# [ABOUT THIS TASK]
Wherever the string "BTreeMap" appears in the records, return the line that holds it.

# [EXERCISE INPUT]
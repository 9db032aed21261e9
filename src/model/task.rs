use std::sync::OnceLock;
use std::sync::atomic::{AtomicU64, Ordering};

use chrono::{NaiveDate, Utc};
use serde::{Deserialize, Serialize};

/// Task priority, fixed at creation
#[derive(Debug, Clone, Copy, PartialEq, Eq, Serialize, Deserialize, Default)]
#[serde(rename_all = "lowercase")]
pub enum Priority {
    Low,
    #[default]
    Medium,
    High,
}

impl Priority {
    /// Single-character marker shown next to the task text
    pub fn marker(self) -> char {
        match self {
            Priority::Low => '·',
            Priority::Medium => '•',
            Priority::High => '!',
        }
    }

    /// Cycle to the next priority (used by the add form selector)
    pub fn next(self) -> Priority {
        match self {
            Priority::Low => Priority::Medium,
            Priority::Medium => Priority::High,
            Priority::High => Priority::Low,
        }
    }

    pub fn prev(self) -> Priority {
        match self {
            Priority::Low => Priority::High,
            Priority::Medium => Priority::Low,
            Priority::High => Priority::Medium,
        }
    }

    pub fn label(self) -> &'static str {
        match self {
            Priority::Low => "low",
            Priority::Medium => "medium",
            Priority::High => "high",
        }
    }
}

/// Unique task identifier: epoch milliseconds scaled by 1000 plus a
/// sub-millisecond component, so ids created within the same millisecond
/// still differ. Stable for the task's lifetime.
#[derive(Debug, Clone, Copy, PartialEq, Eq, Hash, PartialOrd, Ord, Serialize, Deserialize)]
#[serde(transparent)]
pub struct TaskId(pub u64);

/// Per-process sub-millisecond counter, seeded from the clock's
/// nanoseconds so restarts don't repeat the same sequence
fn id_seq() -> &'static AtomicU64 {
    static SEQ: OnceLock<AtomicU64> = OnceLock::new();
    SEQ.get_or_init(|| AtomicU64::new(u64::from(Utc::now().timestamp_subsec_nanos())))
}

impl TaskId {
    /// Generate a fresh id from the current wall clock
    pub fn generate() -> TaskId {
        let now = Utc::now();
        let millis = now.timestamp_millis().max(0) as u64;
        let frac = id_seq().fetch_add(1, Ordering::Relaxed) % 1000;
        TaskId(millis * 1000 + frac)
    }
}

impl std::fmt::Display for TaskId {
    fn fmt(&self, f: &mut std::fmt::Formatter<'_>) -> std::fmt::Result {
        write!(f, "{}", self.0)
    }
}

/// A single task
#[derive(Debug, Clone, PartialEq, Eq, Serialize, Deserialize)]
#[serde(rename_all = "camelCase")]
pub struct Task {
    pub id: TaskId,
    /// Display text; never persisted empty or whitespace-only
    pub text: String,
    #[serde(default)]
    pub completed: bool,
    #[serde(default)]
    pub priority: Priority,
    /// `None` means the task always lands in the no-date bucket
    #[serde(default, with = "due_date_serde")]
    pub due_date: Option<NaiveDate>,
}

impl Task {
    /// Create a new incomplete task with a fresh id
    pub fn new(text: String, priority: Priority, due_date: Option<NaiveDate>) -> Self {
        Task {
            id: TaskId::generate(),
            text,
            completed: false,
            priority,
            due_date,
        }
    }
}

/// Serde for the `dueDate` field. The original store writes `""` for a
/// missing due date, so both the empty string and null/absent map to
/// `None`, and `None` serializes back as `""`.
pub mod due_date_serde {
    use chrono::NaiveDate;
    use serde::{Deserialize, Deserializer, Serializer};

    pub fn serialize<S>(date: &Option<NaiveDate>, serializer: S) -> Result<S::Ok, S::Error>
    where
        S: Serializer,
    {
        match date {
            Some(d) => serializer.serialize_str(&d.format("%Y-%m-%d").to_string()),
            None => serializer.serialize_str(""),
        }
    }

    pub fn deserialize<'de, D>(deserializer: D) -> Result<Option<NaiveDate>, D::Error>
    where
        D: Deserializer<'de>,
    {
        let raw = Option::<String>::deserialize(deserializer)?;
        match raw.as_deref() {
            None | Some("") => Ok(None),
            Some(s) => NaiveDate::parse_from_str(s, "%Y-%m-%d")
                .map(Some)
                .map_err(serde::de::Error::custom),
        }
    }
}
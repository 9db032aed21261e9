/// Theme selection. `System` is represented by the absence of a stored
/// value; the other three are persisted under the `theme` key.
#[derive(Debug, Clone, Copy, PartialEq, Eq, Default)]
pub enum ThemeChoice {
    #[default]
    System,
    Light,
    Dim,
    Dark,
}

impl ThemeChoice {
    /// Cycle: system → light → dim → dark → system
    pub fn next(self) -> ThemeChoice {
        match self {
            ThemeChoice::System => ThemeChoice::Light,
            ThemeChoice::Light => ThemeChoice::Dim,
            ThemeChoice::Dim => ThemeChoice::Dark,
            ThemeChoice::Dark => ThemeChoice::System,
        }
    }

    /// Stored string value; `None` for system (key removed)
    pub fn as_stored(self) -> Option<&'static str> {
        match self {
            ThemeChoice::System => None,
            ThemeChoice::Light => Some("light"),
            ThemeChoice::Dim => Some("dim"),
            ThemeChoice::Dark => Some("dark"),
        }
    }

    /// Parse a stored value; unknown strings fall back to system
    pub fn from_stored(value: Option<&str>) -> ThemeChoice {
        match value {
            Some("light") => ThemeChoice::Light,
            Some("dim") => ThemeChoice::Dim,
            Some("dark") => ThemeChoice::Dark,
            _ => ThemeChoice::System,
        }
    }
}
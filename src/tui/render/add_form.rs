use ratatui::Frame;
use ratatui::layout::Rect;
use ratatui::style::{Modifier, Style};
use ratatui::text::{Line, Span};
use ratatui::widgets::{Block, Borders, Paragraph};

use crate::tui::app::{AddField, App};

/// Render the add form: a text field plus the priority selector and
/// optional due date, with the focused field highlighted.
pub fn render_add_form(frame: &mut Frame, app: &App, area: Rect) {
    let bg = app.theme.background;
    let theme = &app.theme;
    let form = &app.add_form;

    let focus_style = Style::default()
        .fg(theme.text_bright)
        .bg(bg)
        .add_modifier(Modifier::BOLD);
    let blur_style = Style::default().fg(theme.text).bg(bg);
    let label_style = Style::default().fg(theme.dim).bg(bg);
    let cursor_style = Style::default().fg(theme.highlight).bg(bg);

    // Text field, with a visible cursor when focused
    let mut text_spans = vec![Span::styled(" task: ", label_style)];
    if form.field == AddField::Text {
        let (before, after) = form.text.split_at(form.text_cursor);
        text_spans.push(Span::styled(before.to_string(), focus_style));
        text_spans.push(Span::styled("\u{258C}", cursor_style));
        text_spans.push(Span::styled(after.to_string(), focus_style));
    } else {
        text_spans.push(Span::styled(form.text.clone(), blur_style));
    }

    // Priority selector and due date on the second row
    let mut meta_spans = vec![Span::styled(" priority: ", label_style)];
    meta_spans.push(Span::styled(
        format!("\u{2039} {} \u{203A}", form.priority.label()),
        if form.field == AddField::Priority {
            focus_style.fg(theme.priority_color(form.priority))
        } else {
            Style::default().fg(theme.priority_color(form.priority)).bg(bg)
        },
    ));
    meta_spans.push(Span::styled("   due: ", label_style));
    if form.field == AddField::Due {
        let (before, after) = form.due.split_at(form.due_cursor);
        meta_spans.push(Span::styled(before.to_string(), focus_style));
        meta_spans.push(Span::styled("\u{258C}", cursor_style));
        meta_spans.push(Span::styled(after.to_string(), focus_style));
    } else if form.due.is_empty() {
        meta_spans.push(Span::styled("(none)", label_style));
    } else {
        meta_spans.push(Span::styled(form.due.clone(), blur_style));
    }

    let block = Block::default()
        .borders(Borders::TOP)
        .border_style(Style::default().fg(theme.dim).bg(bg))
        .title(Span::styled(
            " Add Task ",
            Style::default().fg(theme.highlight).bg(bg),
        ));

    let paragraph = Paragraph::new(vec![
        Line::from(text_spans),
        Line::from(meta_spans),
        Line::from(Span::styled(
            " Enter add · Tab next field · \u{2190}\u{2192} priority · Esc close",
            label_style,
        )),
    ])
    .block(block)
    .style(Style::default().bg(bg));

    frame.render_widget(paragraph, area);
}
==
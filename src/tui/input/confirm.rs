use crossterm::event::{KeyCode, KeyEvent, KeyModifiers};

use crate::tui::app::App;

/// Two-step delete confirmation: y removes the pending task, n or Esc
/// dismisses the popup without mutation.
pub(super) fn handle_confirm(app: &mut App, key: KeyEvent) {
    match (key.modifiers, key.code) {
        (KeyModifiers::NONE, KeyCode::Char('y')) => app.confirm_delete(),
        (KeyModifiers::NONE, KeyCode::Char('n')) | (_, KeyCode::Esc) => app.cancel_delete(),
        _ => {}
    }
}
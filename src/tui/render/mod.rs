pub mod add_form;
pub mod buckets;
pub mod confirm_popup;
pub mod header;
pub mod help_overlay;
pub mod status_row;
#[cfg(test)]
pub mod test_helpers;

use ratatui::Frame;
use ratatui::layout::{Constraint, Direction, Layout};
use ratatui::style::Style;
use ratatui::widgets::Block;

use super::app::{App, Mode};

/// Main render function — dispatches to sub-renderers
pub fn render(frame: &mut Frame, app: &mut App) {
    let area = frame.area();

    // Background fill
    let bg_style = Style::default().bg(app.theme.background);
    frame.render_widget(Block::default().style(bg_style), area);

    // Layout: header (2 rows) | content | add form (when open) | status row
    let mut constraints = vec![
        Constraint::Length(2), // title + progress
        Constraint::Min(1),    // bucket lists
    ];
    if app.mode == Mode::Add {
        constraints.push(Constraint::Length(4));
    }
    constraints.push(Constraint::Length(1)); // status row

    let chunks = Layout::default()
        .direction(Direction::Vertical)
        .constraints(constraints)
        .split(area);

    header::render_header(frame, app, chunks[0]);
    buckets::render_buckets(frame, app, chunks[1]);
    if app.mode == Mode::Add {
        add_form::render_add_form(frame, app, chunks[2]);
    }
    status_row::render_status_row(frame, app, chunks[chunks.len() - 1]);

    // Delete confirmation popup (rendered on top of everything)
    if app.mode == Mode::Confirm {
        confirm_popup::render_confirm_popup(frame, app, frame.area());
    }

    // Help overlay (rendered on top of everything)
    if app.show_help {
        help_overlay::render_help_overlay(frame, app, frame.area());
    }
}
* * *
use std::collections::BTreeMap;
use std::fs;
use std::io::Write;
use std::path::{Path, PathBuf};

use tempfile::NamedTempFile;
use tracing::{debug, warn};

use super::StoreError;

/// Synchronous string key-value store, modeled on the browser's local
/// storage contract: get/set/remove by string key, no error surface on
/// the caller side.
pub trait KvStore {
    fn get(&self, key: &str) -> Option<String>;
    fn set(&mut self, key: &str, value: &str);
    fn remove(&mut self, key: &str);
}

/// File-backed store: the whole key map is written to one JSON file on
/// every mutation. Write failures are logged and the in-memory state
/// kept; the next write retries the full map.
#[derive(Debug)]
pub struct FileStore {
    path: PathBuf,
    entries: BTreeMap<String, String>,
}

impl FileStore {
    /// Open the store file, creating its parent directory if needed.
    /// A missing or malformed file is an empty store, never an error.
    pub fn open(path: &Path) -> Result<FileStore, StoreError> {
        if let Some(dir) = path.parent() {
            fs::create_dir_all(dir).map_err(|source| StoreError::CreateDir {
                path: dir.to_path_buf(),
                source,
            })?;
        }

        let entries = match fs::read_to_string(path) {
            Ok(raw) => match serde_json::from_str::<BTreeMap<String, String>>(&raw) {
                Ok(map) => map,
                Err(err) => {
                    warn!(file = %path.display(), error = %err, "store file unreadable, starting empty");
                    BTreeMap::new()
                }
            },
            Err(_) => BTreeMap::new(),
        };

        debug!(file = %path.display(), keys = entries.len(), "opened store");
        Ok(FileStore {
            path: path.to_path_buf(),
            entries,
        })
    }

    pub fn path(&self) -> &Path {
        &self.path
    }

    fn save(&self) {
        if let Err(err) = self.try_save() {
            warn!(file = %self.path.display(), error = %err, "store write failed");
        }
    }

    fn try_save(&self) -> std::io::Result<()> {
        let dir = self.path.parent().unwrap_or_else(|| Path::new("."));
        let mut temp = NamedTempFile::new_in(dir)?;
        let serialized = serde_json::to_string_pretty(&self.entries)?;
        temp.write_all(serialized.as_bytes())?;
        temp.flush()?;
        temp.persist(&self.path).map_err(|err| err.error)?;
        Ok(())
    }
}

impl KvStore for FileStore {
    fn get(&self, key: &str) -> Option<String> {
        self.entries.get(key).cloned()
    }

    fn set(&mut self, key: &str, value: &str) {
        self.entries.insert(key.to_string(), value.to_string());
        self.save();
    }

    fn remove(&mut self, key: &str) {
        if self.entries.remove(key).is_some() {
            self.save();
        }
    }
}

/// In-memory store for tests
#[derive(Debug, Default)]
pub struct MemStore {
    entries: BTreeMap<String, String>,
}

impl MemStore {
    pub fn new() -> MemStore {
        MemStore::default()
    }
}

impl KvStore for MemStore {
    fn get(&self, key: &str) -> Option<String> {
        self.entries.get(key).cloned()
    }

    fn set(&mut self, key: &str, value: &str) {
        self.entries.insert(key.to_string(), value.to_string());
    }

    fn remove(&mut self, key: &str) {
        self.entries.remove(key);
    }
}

# [RESULT OF THIS EXERCISE]
use std::collections::BTreeMap;
    entries: BTreeMap<String, String>,
            Ok(raw) => match serde_json::from_str::<BTreeMap<String, String>>(&raw) {
                    BTreeMap::new()
            Err(_) => BTreeMap::new(),
    entries: BTreeMap<String, String>,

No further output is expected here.